Cedric smiled, but then asked, “How do I get there?”  A command appeared below Cassi’s face.  It read, “Auto pilot.”  Cedric frantically touched it.

“Here we go!” sang Cassiopeia.  “Restraining pilot.”  The chair once again sucked him back in.  Cassi immediately sent them into a barrel roll.  Spinning and spinning, projecting the time lasers in front and behind them.  The lasers began to spiral and twist until the ship was wrapped in a spinning cocoon of light.  Then blinking out like a light bulb, the time skid was gone from the time period.

The next thing Cedric knew was the large vast blue tube of space time the skid was now traveling through.  The seat relaxed to allow him to see clearer.  Surrounding the skid were hundreds of temporal vehicles each carrying human or close to human beings.  “The ones that don’t look human were once, but have genetically been altered either on purpose or by time, but we are all related.”

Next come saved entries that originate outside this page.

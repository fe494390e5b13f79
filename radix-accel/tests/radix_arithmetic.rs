//! End-to-end scenarios driving the whole engine through the software
//! backend: trivial encode, compute, trivial decode.

use radix_accel::engine::{BitOpType, IS_EQUAL, IS_INFERIOR, IS_SUPERIOR};
use radix_accel::parameters::PARAM_MESSAGE_2_CARRY_2_KS_PBS;
use radix_accel::prelude::*;
use rand::rngs::StdRng;
use rand::{Rng, SeedableRng};

const NUM_BLOCKS: usize = 4;

fn setup(device_count: u32) -> (RadixEngine<ClearBackend>, DeviceStreams) {
    let _ = tracing_subscriber::fmt()
        .with_env_filter(tracing_subscriber::EnvFilter::from_default_env())
        .with_test_writer()
        .try_init();
    (
        RadixEngine::new(ClearBackend::new(), PARAM_MESSAGE_2_CARRY_2_KS_PBS),
        DeviceStreams::new_multi(device_count),
    )
}

#[test]
fn addition_with_carry_chains() {
    let (engine, streams) = setup(1);
    let modulus = 1u64 << (2 * NUM_BLOCKS);
    let mut buffer = engine.scratch_propagate_single_carry(&streams, NUM_BLOCKS);
    let mut rng = StdRng::seed_from_u64(1);

    for _ in 0..20 {
        let a = rng.gen_range(0..modulus);
        let b = rng.gen_range(0..modulus);
        let mut lhs = engine.create_trivial_radix_from_integer_async(&streams, a, NUM_BLOCKS);
        let rhs = engine.create_trivial_radix_from_integer_async(&streams, b, NUM_BLOCKS);

        let carry_out =
            engine.unsigned_overflowing_add_assign_async(&streams, &mut lhs, &rhs, &mut buffer);
        streams.synchronize();

        let digits = engine.decrypt_trivial_radix(&streams, &lhs);
        assert_eq!(engine.trivial_radix_to_integer(&digits), (a + b) % modulus);
        assert_eq!(
            engine.decrypt_trivial_radix(&streams, &carry_out.0),
            vec![u64::from(a + b >= modulus)]
        );
    }
    buffer.release(&streams);
}

#[test]
fn subtraction_reports_overflow() {
    let (engine, streams) = setup(1);
    let modulus = 1u64 << (2 * NUM_BLOCKS);
    let mut buffer = engine.scratch_propagate_single_borrow(&streams, NUM_BLOCKS);
    let mut rng = StdRng::seed_from_u64(2);

    for _ in 0..20 {
        let a = rng.gen_range(0..modulus);
        let b = rng.gen_range(0..modulus);
        let mut lhs = engine.create_trivial_radix_from_integer_async(&streams, a, NUM_BLOCKS);
        let rhs = engine.create_trivial_radix_from_integer_async(&streams, b, NUM_BLOCKS);

        let overflowed =
            engine.unsigned_overflowing_sub_assign_async(&streams, &mut lhs, &rhs, &mut buffer);
        streams.synchronize();

        let digits = engine.decrypt_trivial_radix(&streams, &lhs);
        assert_eq!(
            engine.trivial_radix_to_integer(&digits),
            a.wrapping_sub(b) % modulus
        );
        assert_eq!(
            engine.decrypt_trivial_radix(&streams, &overflowed.0),
            vec![u64::from(a < b)]
        );
    }
    buffer.release(&streams);
}

#[test]
fn bitwise_ops_match_plaintext() {
    let (engine, streams) = setup(1);
    let modulus = 1u64 << (2 * NUM_BLOCKS);
    let mut rng = StdRng::seed_from_u64(3);

    for (op, reference) in [
        (BitOpType::And, (|a, b| a & b) as fn(u64, u64) -> u64),
        (BitOpType::Or, |a, b| a | b),
        (BitOpType::Xor, |a, b| a ^ b),
    ] {
        let mut buffer = engine.scratch_bitop(&streams, NUM_BLOCKS, op);
        for _ in 0..10 {
            let a = rng.gen_range(0..modulus);
            let b = rng.gen_range(0..modulus);
            let mut lhs = engine.create_trivial_radix_from_integer_async(&streams, a, NUM_BLOCKS);
            let rhs = engine.create_trivial_radix_from_integer_async(&streams, b, NUM_BLOCKS);

            engine.unchecked_bitop_assign_async(&streams, &mut lhs, &rhs, &mut buffer);
            streams.synchronize();

            let digits = engine.decrypt_trivial_radix(&streams, &lhs);
            assert_eq!(
                engine.trivial_radix_to_integer(&digits),
                reference(a, b),
                "{op:?} over {a} and {b}"
            );
        }
        buffer.release(&streams);
    }
}

#[test]
fn comparison_and_arithmetic_compose() {
    // max(a, b) - min(a, b) computed homomorphically, then compared with
    // the plaintext distance.
    let (engine, streams) = setup(1);
    let modulus = 1u64 << (2 * NUM_BLOCKS);
    let mut compare = engine.scratch_compare(&streams, NUM_BLOCKS, |order| order);
    let mut borrow = engine.scratch_propagate_single_borrow(&streams, NUM_BLOCKS);
    let mut rng = StdRng::seed_from_u64(4);

    for _ in 0..10 {
        let a = rng.gen_range(0..modulus);
        let b = rng.gen_range(0..modulus);
        let lhs = engine.create_trivial_radix_from_integer_async(&streams, a, NUM_BLOCKS);
        let rhs = engine.create_trivial_radix_from_integer_async(&streams, b, NUM_BLOCKS);

        let order = engine.unchecked_compare_async(&streams, &lhs, &rhs, &mut compare);
        let order = engine.decrypt_trivial_radix(&streams, &order)[0];

        let (mut big, small) = if order == IS_INFERIOR {
            (rhs, lhs)
        } else {
            (lhs, rhs)
        };
        let overflowed =
            engine.unsigned_overflowing_sub_assign_async(&streams, &mut big, &small, &mut borrow);
        streams.synchronize();

        let digits = engine.decrypt_trivial_radix(&streams, &big);
        assert_eq!(engine.trivial_radix_to_integer(&digits), a.abs_diff(b));
        assert_eq!(engine.decrypt_trivial_radix(&streams, &overflowed.0), vec![0]);
        match a.cmp(&b) {
            std::cmp::Ordering::Less => assert_eq!(order, IS_INFERIOR),
            std::cmp::Ordering::Equal => assert_eq!(order, IS_EQUAL),
            std::cmp::Ordering::Greater => assert_eq!(order, IS_SUPERIOR),
        }
    }
    compare.release(&streams);
    borrow.release(&streams);
}

#[test]
fn multi_device_partitioning_matches_single_device() {
    let (engine, single) = setup(1);
    let multi = DeviceStreams::new_multi(4);
    let modulus = 1u64 << (2 * NUM_BLOCKS);
    let mut rng = StdRng::seed_from_u64(5);

    let mut buffer_single = engine.scratch_propagate_single_carry(&single, NUM_BLOCKS);
    let mut buffer_multi = engine.scratch_propagate_single_carry(&multi, NUM_BLOCKS);

    for _ in 0..10 {
        let a = rng.gen_range(0..modulus);
        let b = rng.gen_range(0..modulus);

        let mut on_single = engine.create_trivial_radix_from_integer_async(&single, a, NUM_BLOCKS);
        let rhs_single = engine.create_trivial_radix_from_integer_async(&single, b, NUM_BLOCKS);
        engine.add_assign(&single, &mut on_single, &rhs_single, &mut buffer_single);

        let mut on_multi = engine.create_trivial_radix_from_integer_async(&multi, a, NUM_BLOCKS);
        let rhs_multi = engine.create_trivial_radix_from_integer_async(&multi, b, NUM_BLOCKS);
        engine.add_assign(&multi, &mut on_multi, &rhs_multi, &mut buffer_multi);

        assert_eq!(
            engine.decrypt_trivial_radix(&single, &on_single),
            engine.decrypt_trivial_radix(&multi, &on_multi)
        );
    }
    buffer_single.release(&single);
    buffer_multi.release(&multi);
}

#[test]
fn one_shot_univariate_lut_squares_blocks() {
    let (engine, streams) = setup(2);
    let msg = engine.parameters().message_modulus.0;
    let mut ct = engine.create_trivial_radix_async(&streams, &[0, 1, 2, 3]);
    let lut = engine.generate_lookup_table(|x| (x * x) % msg);
    engine.apply_univariate_lut_assign(&streams, &mut ct, &lut);
    assert_eq!(
        engine.decrypt_trivial_radix(&streams, &ct),
        vec![0, 1, 0, 1]
    );
}

#[test]
fn bivariate_lut_applies_to_block_pairs() {
    let (engine, streams) = setup(1);
    let params = *engine.parameters();
    let msg = params.message_modulus.0;
    let mut buffer = LutApplicationBuffer::new(&streams, &params, NUM_BLOCKS);
    let lut = DeviceBivariateLut::from_lookup_table(
        streams.stream(0),
        engine.generate_lookup_table_bivariate(|a, b| (a * b) % msg),
    );

    let mut lhs = engine.create_trivial_radix_async(&streams, &[1, 2, 3, 0]);
    let rhs = engine.create_trivial_radix_async(&streams, &[3, 3, 2, 1]);
    engine.apply_bivariate_lut_assign_async(&streams, &mut lhs, &rhs, &lut, &mut buffer);
    streams.synchronize();

    assert_eq!(
        engine.decrypt_trivial_radix(&streams, &lhs),
        vec![3, 2, 2, 0]
    );
    buffer.release(&streams);
}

“What do you mean we?” asked Cedric.

She seemed to be puzzled, then laughed.  “You think I’m an artificial intelligence?  No, I am a woman from the future.  Well not exactly from the future.  There will be a large group of humans, about on half of the population, who will separate from the time puritans; the ones who believe time should just be observed.  There will be a war over it.  Then the time travelers, the ones who actually use the time technology as it is supposed to be used will go and create a new culture and race located in the time and space between time and space.

“I intercepted this craft because we monitored you, and much other potential we were to rescue form the tyranny of your time.  Here in the time between times, all things happen at once, but move at a continual pace.  It is a little difficult to understand at first but you’ll get it soon.  Did you know that the tour guide mentioned a failed voyage to the future?  Their ship didn’t loose its temporal abilities, but instead the crew mates were brought here after their mission was complete.  And as a matter of fact, your time still has contact with us.”

“Amazing,” whispered Cedric.

“Look up;” replied Cassiopeia, “You are going to want to see this.”  There was a large amount of ships departing the time way into the space between, simply by navigating out of the tube.  Cassi descended the vessel until it crossed out of the Time-way and sprawled out below him; Cedric saw a massive floating complex made of huge rotating rings.  “This is Earth II, head quarters of the Tempo Sapiens as we call ourselves.”